Quem narra o caso é o ativista (e também dissidente) Alex Goldfarb, que ajudou Litvinenko a fugir da Rússia e cujas relações com o magnata Boris Berezovski - um dos protagonistas desta intrincada trama de espionagem - resultam num ponto de vista único dos acontecimentos, com a colaboração de Marina Litvinenko, viúva do espião, o que Goldfarb oferece neste verdadeiro Thriller político é uma visão privilegiada dos motivos que levaram a esse crime". 

Mas, o que Litvinenko anunciou em seu leito de morte? Ele ditou o seguinte:"... Por isso, acho que chegou a hora de dizer uma ou duas coisas ao responsável por esta minha doença.
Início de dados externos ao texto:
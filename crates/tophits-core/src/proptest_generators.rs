//! Property-based generators and reduce properties.
//!
//! Generates shard partials the way a coordinating node would receive them:
//! one shared window and sort declaration per reduction, every shard's hits
//! already ranked, typed sort values drawn per field type (with narrow ranges
//! mixed in so ties are common).

use std::cmp::Ordering;

use proptest::prelude::*;

use crate::hits::{HitPayload, TopHit, TopHitsMerged, TopHitsPartial};
use crate::sort::{SortField, SortFieldType, SortValue};

// ─── Configuration ───────────────────────────────────────────────────────────

/// Shared proptest configuration.
pub fn proptest_config() -> ProptestConfig {
    ProptestConfig {
        cases: 256,
        max_shrink_iters: 2000,
        ..ProptestConfig::default()
    }
}

// ─── Leaf strategies ─────────────────────────────────────────────────────────

/// Any sort field type with a comparison policy.
pub fn arb_mergeable_type() -> impl Strategy<Value = SortFieldType> {
    let mergeable: Vec<SortFieldType> = SortFieldType::ALL
        .into_iter()
        .filter(|t| t.is_mergeable())
        .collect();
    proptest::sample::select(mergeable)
}

/// A sort declaration: empty (score ranking) or 1–5 typed fields.
pub fn arb_sort() -> impl Strategy<Value = Vec<SortField>> {
    prop_oneof![
        Just(Vec::<SortField>::new()),
        proptest::collection::vec((arb_mergeable_type(), any::<bool>()), 1..=5).prop_map(
            |fields| {
                fields
                    .into_iter()
                    .enumerate()
                    .map(|(i, (field_type, reverse))| {
                        let field = SortField::new(format!("field_{i}"), field_type);
                        if reverse { field.reversed() } else { field }
                    })
                    .collect()
            }
        ),
    ]
}

/// A value fitting `field_type`.
pub fn arb_sort_value(field_type: SortFieldType) -> BoxedStrategy<SortValue> {
    match field_type {
        SortFieldType::Score => (0.0f32..1.0).prop_map(SortValue::Float).boxed(),
        SortFieldType::Float => prop_oneof![-3.0f32..3.0, -1e6f32..1e6]
            .prop_map(SortValue::Float)
            .boxed(),
        SortFieldType::Double => prop_oneof![-3.0f64..3.0, -1e12f64..1e12]
            .prop_map(SortValue::Double)
            .boxed(),
        SortFieldType::Int => prop_oneof![-3i32..3, any::<i32>()]
            .prop_map(SortValue::Int)
            .boxed(),
        SortFieldType::Long => prop_oneof![-3i64..3, any::<i64>()]
            .prop_map(SortValue::Long)
            .boxed(),
        SortFieldType::Doc => (0i32..64).prop_map(SortValue::Doc).boxed(),
        SortFieldType::String | SortFieldType::StringVal => prop_oneof![
            4 => "[a-c]{1,2}".prop_map(SortValue::Str),
            1 => "[ -~]{5}".prop_map(SortValue::Str),
            1 => Just(SortValue::Missing),
        ]
        .boxed(),
        SortFieldType::Custom | SortFieldType::Rewriteable => {
            unreachable!("only mergeable types are generated")
        }
    }
}

/// A hit with one value per field of `sort`.
pub fn arb_hit(sort: &[SortField]) -> BoxedStrategy<TopHit> {
    let values: Vec<BoxedStrategy<SortValue>> =
        sort.iter().map(|f| arb_sort_value(f.field_type)).collect();
    (0i32..i32::MAX, prop_oneof![0.0f32..1.0, Just(0.5f32)], values)
        .prop_map(|(doc_id, score, values)| TopHit::new(doc_id, score).with_sort_values(values))
        .boxed()
}

// ─── Composite strategies ────────────────────────────────────────────────────

/// One shard's partial: up to `size` ranked hits and `total_hits >= hits`.
pub fn arb_partial(
    size: usize,
    sort: Vec<SortField>,
    shard: usize,
) -> impl Strategy<Value = TopHitsPartial> {
    proptest::collection::vec(arb_hit(&sort), 0..=size)
        .prop_flat_map(|hits| {
            let returned = hits.len() as u64;
            (Just(hits), returned..=500_000u64)
        })
        .prop_map(move |(mut hits, total_hits)| {
            hits.sort_by(|a, b| reference_cmp(&sort, a, b));
            for (i, hit) in hits.iter_mut().enumerate() {
                hit.payload = HitPayload::new(format!("s{shard}-h{i}"));
            }
            TopHitsPartial::from_hits(size, hits, total_hits).with_sort(sort.clone())
        })
}

/// 1–6 partials sharing a window (`size` 1–40) and sort declaration.
pub fn arb_partials() -> impl Strategy<Value = Vec<TopHitsPartial>> {
    (1usize..=40, arb_sort(), 1usize..=6).prop_flat_map(|(size, sort, shards)| {
        (0..shards)
            .map(|shard| arb_partial(size, sort.clone(), shard))
            .collect::<Vec<_>>()
    })
}

// ─── Reference ranking ───────────────────────────────────────────────────────

/// Ranking written out per value kind, kept separate from the comparators
/// under test.
pub fn reference_cmp(sort: &[SortField], a: &TopHit, b: &TopHit) -> Ordering {
    if sort.is_empty() {
        return b.score.total_cmp(&a.score);
    }
    for (i, field) in sort.iter().enumerate() {
        let ord = match (&a.sort_values[i], &b.sort_values[i]) {
            (SortValue::Float(x), SortValue::Float(y)) => {
                if field.field_type == SortFieldType::Score {
                    y.total_cmp(x)
                } else {
                    x.total_cmp(y)
                }
            }
            (SortValue::Double(x), SortValue::Double(y)) => x.total_cmp(y),
            (SortValue::Int(x), SortValue::Int(y)) | (SortValue::Doc(x), SortValue::Doc(y)) => {
                x.cmp(y)
            }
            (SortValue::Long(x), SortValue::Long(y)) => x.cmp(y),
            (SortValue::Str(x), SortValue::Str(y)) => x.cmp(y),
            (SortValue::Missing, SortValue::Missing) => Ordering::Equal,
            (SortValue::Missing, _) => Ordering::Less,
            (_, SortValue::Missing) => Ordering::Greater,
            (x, y) => unreachable!("mismatched kinds {x:?} / {y:?}"),
        };
        let ord = if field.reverse { ord.reverse() } else { ord };
        if ord != Ordering::Equal {
            return ord;
        }
    }
    Ordering::Equal
}

/// Payload ids the reduction of `partials` must return, in order.
pub fn expected_ids(partials: &[TopHitsPartial]) -> Vec<String> {
    let sort = &partials[0].sort;
    let size = partials[0].size;
    let mut all: Vec<(usize, &TopHit)> = partials
        .iter()
        .enumerate()
        .flat_map(|(shard, p)| p.hits.iter().map(move |h| (shard, h)))
        .collect();
    all.sort_by(|(sa, a), (sb, b)| reference_cmp(sort, a, b).then(sa.cmp(sb)));
    all.into_iter()
        .take(size)
        .map(|(_, h)| h.payload.id.clone())
        .collect()
}

fn ids(merged: &TopHitsMerged) -> Vec<String> {
    merged.hits.iter().map(|h| h.payload.id.clone()).collect()
}

// ─── Tests ───────────────────────────────────────────────────────────────────

#[cfg(test)]
mod tests {
    use super::*;
    use crate::comparator::{HitComparator, NaturalComparators};
    use crate::config::ReduceConfig;
    use crate::reduce::{TopHitsReducer, reduce};

    proptest! {
        #![proptest_config(proptest_config())]

        /// Reduced hits equal the reference ranking of every input hit.
        #[test]
        fn proptest_reduce_matches_reference(partials in arb_partials()) {
            let expected = expected_ids(&partials);
            let merged = reduce(partials).unwrap();
            prop_assert_eq!(ids(&merged), expected);
        }

        /// `total_hits` is the sum and `max_score` the max over all partials.
        #[test]
        fn proptest_counts_and_max_score(partials in arb_partials()) {
            let total: u64 = partials.iter().map(|p| p.total_hits).sum();
            let max = partials
                .iter()
                .filter_map(|p| p.max_score)
                .fold(None::<f32>, |acc, s| Some(acc.map_or(s, |a| a.max(s))));
            let merged = reduce(partials).unwrap();
            prop_assert_eq!(merged.total_hits, total);
            prop_assert_eq!(merged.max_score, max);
        }

        /// Output never exceeds the window nor the candidate count.
        #[test]
        fn proptest_size_bound(partials in arb_partials()) {
            let size = partials[0].size;
            let candidates: usize = partials.iter().map(|p| p.hits.len()).sum();
            let merged = reduce(partials).unwrap();
            prop_assert!(merged.hits.len() <= size);
            prop_assert_eq!(merged.hits.len(), size.min(candidates));
            prop_assert_eq!(merged.stats.candidates, candidates);
        }

        /// Adjacent output hits are never inverted under the shared comparator.
        #[test]
        fn proptest_no_inversions(partials in arb_partials()) {
            let sort = partials[0].sort.clone();
            let merged = reduce(partials).unwrap();
            let cmp = HitComparator::for_sort(&sort, &NaturalComparators).unwrap();
            for pair in merged.hits.windows(2) {
                prop_assert!(
                    cmp.compare(&pair[0], &pair[1]) != Ordering::Greater,
                    "inversion between {:?} and {:?}", pair[0].payload.id, pair[1].payload.id
                );
            }
        }

        /// A single partial reduces to its own hits, truncated, totals intact.
        #[test]
        fn proptest_single_partial_idempotent(partials in arb_partials()) {
            let only = partials.into_iter().next().unwrap();
            let expected: Vec<String> = only
                .hits
                .iter()
                .take(only.size)
                .map(|h| h.payload.id.clone())
                .collect();
            let (total, max) = (only.total_hits, only.max_score);
            let merged = reduce(vec![only]).unwrap();
            prop_assert_eq!(ids(&merged), expected);
            prop_assert_eq!(merged.total_hits, total);
            prop_assert_eq!(merged.max_score, max);
        }

        /// Tree reduction over contiguous groups ranks like a single stage.
        #[test]
        fn proptest_tree_matches_single_stage(
            partials in arb_partials(),
            fan_in in 2usize..=4,
        ) {
            let single = reduce(partials.clone()).unwrap();
            let tree = TopHitsReducer::new(ReduceConfig::default())
                .reduce_tree(partials, fan_in)
                .unwrap();
            prop_assert_eq!(ids(&tree), ids(&single));
            prop_assert_eq!(tree.total_hits, single.total_hits);
            prop_assert_eq!(tree.max_score, single.max_score);
        }

        /// Lenient tree reduction ranks like a single stage even when later
        /// partials ask for a different `size`.
        #[test]
        fn proptest_lenient_tree_matches_single_stage(
            partials in arb_partials(),
            sizes in proptest::collection::vec(0usize..=40, 6),
            fan_in in 2usize..=3,
        ) {
            let partials: Vec<TopHitsPartial> = partials
                .into_iter()
                .zip(sizes)
                .enumerate()
                .map(|(i, (mut partial, size))| {
                    if i > 0 {
                        partial.size = size;
                    }
                    partial
                })
                .collect();
            let reducer = TopHitsReducer::new(ReduceConfig {
                strict_window: false,
                ..ReduceConfig::default()
            });
            let single = reducer.reduce(partials.clone()).unwrap();
            let tree = reducer.reduce_tree(partials, fan_in).unwrap();
            prop_assert_eq!(ids(&tree), ids(&single));
            prop_assert_eq!(tree.size, single.size);
        }

        /// Generated partials pass strict order validation.
        #[test]
        fn proptest_generated_partials_are_ranked(partials in arb_partials()) {
            let reducer = TopHitsReducer::new(ReduceConfig {
                validate_shard_order: true,
                ..ReduceConfig::default()
            });
            prop_assert!(reducer.reduce(partials).is_ok());
        }
    }
}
Talvez o senhor consiga me silenciar, mas esse silêncio tem um preço. O senhor mostrou que é tão bárbaro e implacável quanto afirmam os seus críticos mais ferozes. Mostrou que não tem respeito pela vida, nem pela liberdade, nem por nenhum valor civilizado. Mostrou-se indigno do seu cargo, indigno da confiança de homens e mulheres civilizados.

Talvez o senhor consiga silenciar um homem. Mas um urro de protesto, no mundo todo, há de reverberar em seus ouvidos, sr. Putin, pelo resto de sua vida.

Que Deus perdoe o que o senhor fez, não só a mim, como também à amada Rússia e ao seu povo" (Páginas 413-4).

Putin reagiu falando da insignificância do assassinado. E o povo russo se dividiu sobre Litvinenko, entre o herói dissidente ou o traidor da pátria russa. Essa última versão é a que predominou.